Look at the entries below and restate word for word the lines from the first through the one that has "of delivering from".

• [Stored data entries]

******************************

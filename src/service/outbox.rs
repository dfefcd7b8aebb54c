//! Outbox publisher
//!
//! Serializes locally-authored activity (responses, retractions, follow
//! requests) into ActivityPub JSON and broadcasts it to remote inboxes.
//! Follower enumeration and the actual delivery transport (including
//! request signing) belong to the host application; both sit behind
//! traits here.

use std::sync::Arc;

use futures::future::BoxFuture;

use crate::data::Response;
use crate::error::AppError;

// =============================================================================
// Outbound events
// =============================================================================

/// One outward-facing consequence of a local mutation.
///
/// Response reconciliation returns these instead of delivering from
/// inside save/delete, keeping the data layer free of transport
/// concerns.
#[derive(Debug, Clone)]
pub enum OutboxEvent {
    /// Broadcast a newly published activity
    Publish {
        user_id: String,
        activity: serde_json::Value,
    },
    /// Broadcast an Undo referencing a previously published activity
    Retract {
        user_id: String,
        activity: serde_json::Value,
    },
}

impl OutboxEvent {
    pub fn user_id(&self) -> &str {
        match self {
            Self::Publish { user_id, .. } | Self::Retract { user_id, .. } => user_id,
        }
    }

    pub fn activity(&self) -> &serde_json::Value {
        match self {
            Self::Publish { activity, .. } | Self::Retract { activity, .. } => activity,
        }
    }
}

// =============================================================================
// Collaborator traits
// =============================================================================

/// Opaque "deliver activity to inbox URL" capability.
///
/// The host application owns HTTP signatures; this engine only hands it
/// a target and a JSON body.
pub trait ActivityTransport: Send + Sync {
    fn deliver<'a>(
        &'a self,
        inbox_url: &'a str,
        activity: &'a serde_json::Value,
    ) -> BoxFuture<'a, Result<(), AppError>>;
}

/// Enumerates the remote inboxes subscribed to a local user.
pub trait FollowerDirectory: Send + Sync {
    fn follower_inboxes<'a>(
        &'a self,
        user_id: &'a str,
    ) -> BoxFuture<'a, Result<Vec<String>, AppError>>;
}

/// Unsigned reqwest transport.
///
/// Suitable for deployments where the host application terminates
/// signing elsewhere, and for local development.
pub struct HttpTransport {
    http: reqwest::Client,
}

impl HttpTransport {
    pub fn new(http: reqwest::Client) -> Self {
        Self { http }
    }
}

impl ActivityTransport for HttpTransport {
    fn deliver<'a>(
        &'a self,
        inbox_url: &'a str,
        activity: &'a serde_json::Value,
    ) -> BoxFuture<'a, Result<(), AppError>> {
        Box::pin(async move {
            let response = self
                .http
                .post(inbox_url)
                .header("Content-Type", "application/activity+json")
                .json(activity)
                .send()
                .await
                .map_err(|e| {
                    AppError::Delivery(format!("Failed to deliver to {}: {}", inbox_url, e))
                })?;

            if !response.status().is_success() {
                return Err(AppError::Delivery(format!(
                    "Inbox {} rejected activity: HTTP {}",
                    inbox_url,
                    response.status()
                )));
            }

            tracing::debug!(inbox = %inbox_url, "Delivered activity");
            Ok(())
        })
    }
}

/// Directory for ingest-only deployments: no followers, nothing to
/// broadcast.
pub struct EmptyFollowerDirectory;

impl FollowerDirectory for EmptyFollowerDirectory {
    fn follower_inboxes<'a>(
        &'a self,
        _user_id: &'a str,
    ) -> BoxFuture<'a, Result<Vec<String>, AppError>> {
        Box::pin(async { Ok(Vec::new()) })
    }
}

// =============================================================================
// Activity builders
// =============================================================================

/// ActivityPub JSON builders for outbound activities
pub mod builder {
    use serde_json::json;

    use crate::data::Response;

    const CONTEXT: &str = "https://www.w3.org/ns/activitystreams";

    /// Canonical outward representation of a Response
    pub fn response(response: &Response) -> serde_json::Value {
        let mut activity = json!({
            "@context": CONTEXT,
            "id": response.activity_uri,
            "type": response.response_type,
            "actor": response.actor_url,
            "object": response.message_url,
            "published": response.created_at.to_rfc3339(),
        });

        if !response.value.is_empty() {
            activity["content"] = json!(response.value);
        }

        activity
    }

    /// Undo wrapping a previously published Response.
    ///
    /// Carries the original activity's id so remote recipients can
    /// retract exactly what was published.
    pub fn undo(original: &Response) -> serde_json::Value {
        json!({
            "@context": CONTEXT,
            "id": format!("{}#undo", original.activity_uri),
            "type": "Undo",
            "actor": original.actor_url,
            "object": {
                "id": original.activity_uri,
                "type": original.response_type,
                "actor": original.actor_url,
                "object": original.message_url,
            },
        })
    }

    /// Follow request for push subscription
    pub fn follow(activity_uri: &str, actor_url: &str, object_url: &str) -> serde_json::Value {
        json!({
            "@context": CONTEXT,
            "id": activity_uri,
            "type": "Follow",
            "actor": actor_url,
            "object": object_url,
        })
    }

    /// Undo of a previously sent Follow
    pub fn undo_follow(
        follow_activity_uri: &str,
        actor_url: &str,
        object_url: &str,
    ) -> serde_json::Value {
        json!({
            "@context": CONTEXT,
            "id": format!("{}#undo", follow_activity_uri),
            "type": "Undo",
            "actor": actor_url,
            "object": {
                "id": follow_activity_uri,
                "type": "Follow",
                "actor": actor_url,
                "object": object_url,
            },
        })
    }
}

// =============================================================================
// Publisher
// =============================================================================

/// Result of one inbox delivery attempt
#[derive(Debug, Clone)]
pub struct DeliveryResult {
    pub inbox_url: String,
    pub success: bool,
    pub error: Option<String>,
}

/// Deduplicate identical inbox URLs while keeping distinct personal inboxes.
fn unique_inbox_targets(inbox_urls: Vec<String>) -> Vec<String> {
    use std::collections::HashSet;

    let mut seen = HashSet::new();
    let mut targets = Vec::new();

    for inbox_url in inbox_urls {
        if seen.insert(inbox_url.clone()) {
            targets.push(inbox_url);
        }
    }

    targets
}

/// Broadcasts outbox events to follower inboxes
pub struct OutboxPublisher {
    transport: Arc<dyn ActivityTransport>,
    followers: Arc<dyn FollowerDirectory>,
}

impl OutboxPublisher {
    pub fn new(
        transport: Arc<dyn ActivityTransport>,
        followers: Arc<dyn FollowerDirectory>,
    ) -> Self {
        Self {
            transport,
            followers,
        }
    }

    /// Broadcast a batch of events.
    ///
    /// Delivery failures are logged per inbox, never propagated: local
    /// state is the source of truth, and a failed-to-deliver retraction
    /// is best-effort, not rolled back.
    pub async fn dispatch(&self, events: &[OutboxEvent]) -> Vec<DeliveryResult> {
        let mut results = Vec::new();

        for event in events {
            results.extend(self.broadcast(event).await);
        }

        results
    }

    /// Deliver one activity to a single inbox (push subscription
    /// handshakes).
    pub async fn deliver_to(
        &self,
        inbox_url: &str,
        activity: &serde_json::Value,
    ) -> Result<(), AppError> {
        self.transport.deliver(inbox_url, activity).await
    }

    async fn broadcast(&self, event: &OutboxEvent) -> Vec<DeliveryResult> {
        use tokio::sync::Semaphore;

        let inboxes = match self.followers.follower_inboxes(event.user_id()).await {
            Ok(inboxes) => inboxes,
            Err(error) => {
                tracing::error!(%error, user_id = %event.user_id(), "Failed to enumerate follower inboxes");
                return Vec::new();
            }
        };

        let total_targets = inboxes.len();
        let delivery_targets = unique_inbox_targets(inboxes);

        tracing::info!(
            "Delivering to {} unique inboxes (deduplicated from {} total)",
            delivery_targets.len(),
            total_targets
        );

        // Deliver in parallel with a concurrency limit.
        const MAX_CONCURRENT: usize = 10;
        let semaphore = Arc::new(Semaphore::new(MAX_CONCURRENT));
        let activity = Arc::new(event.activity().clone());

        let mut tasks = Vec::new();

        for inbox_url in delivery_targets {
            let semaphore = semaphore.clone();
            let activity = activity.clone();
            let transport = self.transport.clone();

            let task = tokio::spawn(async move {
                let _permit = semaphore.acquire().await.expect("semaphore never closed");

                let result = transport.deliver(&inbox_url, &activity).await;

                DeliveryResult {
                    inbox_url,
                    success: result.is_ok(),
                    error: result.err().map(|e| e.to_string()),
                }
            });

            tasks.push(task);
        }

        let mut results = Vec::new();
        for task in tasks {
            if let Ok(result) = task.await {
                results.push(result);
            }
        }

        let success_count = results.iter().filter(|r| r.success).count();
        let failure_count = results.len() - success_count;

        tracing::info!(
            "Batch delivery complete: {} succeeded, {} failed",
            success_count,
            failure_count
        );

        results
    }
}

/// Build the outbound activity for an event from its Response.
pub fn event_for_publish(response: &Response) -> OutboxEvent {
    OutboxEvent::Publish {
        user_id: response.user_id.clone(),
        activity: builder::response(response),
    }
}

/// Build the retraction event for a deleted Response.
pub fn event_for_retract(response: &Response) -> OutboxEvent {
    OutboxEvent::Retract {
        user_id: response.user_id.clone(),
        activity: builder::undo(response),
    }
}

******************************

• [YOUR RESPONSE]
filename src/service/outbox.rs
repository dfefcd7b8aebb54c
//! Outbox publisher
//!
//! Serializes locally-authored activity (responses, retractions, follow
//! requests) into ActivityPub JSON and broadcasts it to remote inboxes.
//! Follower enumeration and the actual delivery transport (including
//! request signing) belong to the host application; both sit behind
//! traits here.

use std::sync::Arc;

use futures::future::BoxFuture;

use crate::data::Response;
use crate::error::AppError;

// =============================================================================
// Outbound events
// =============================================================================

/// One outward-facing consequence of a local mutation.
///
/// Response reconciliation returns these instead of delivering from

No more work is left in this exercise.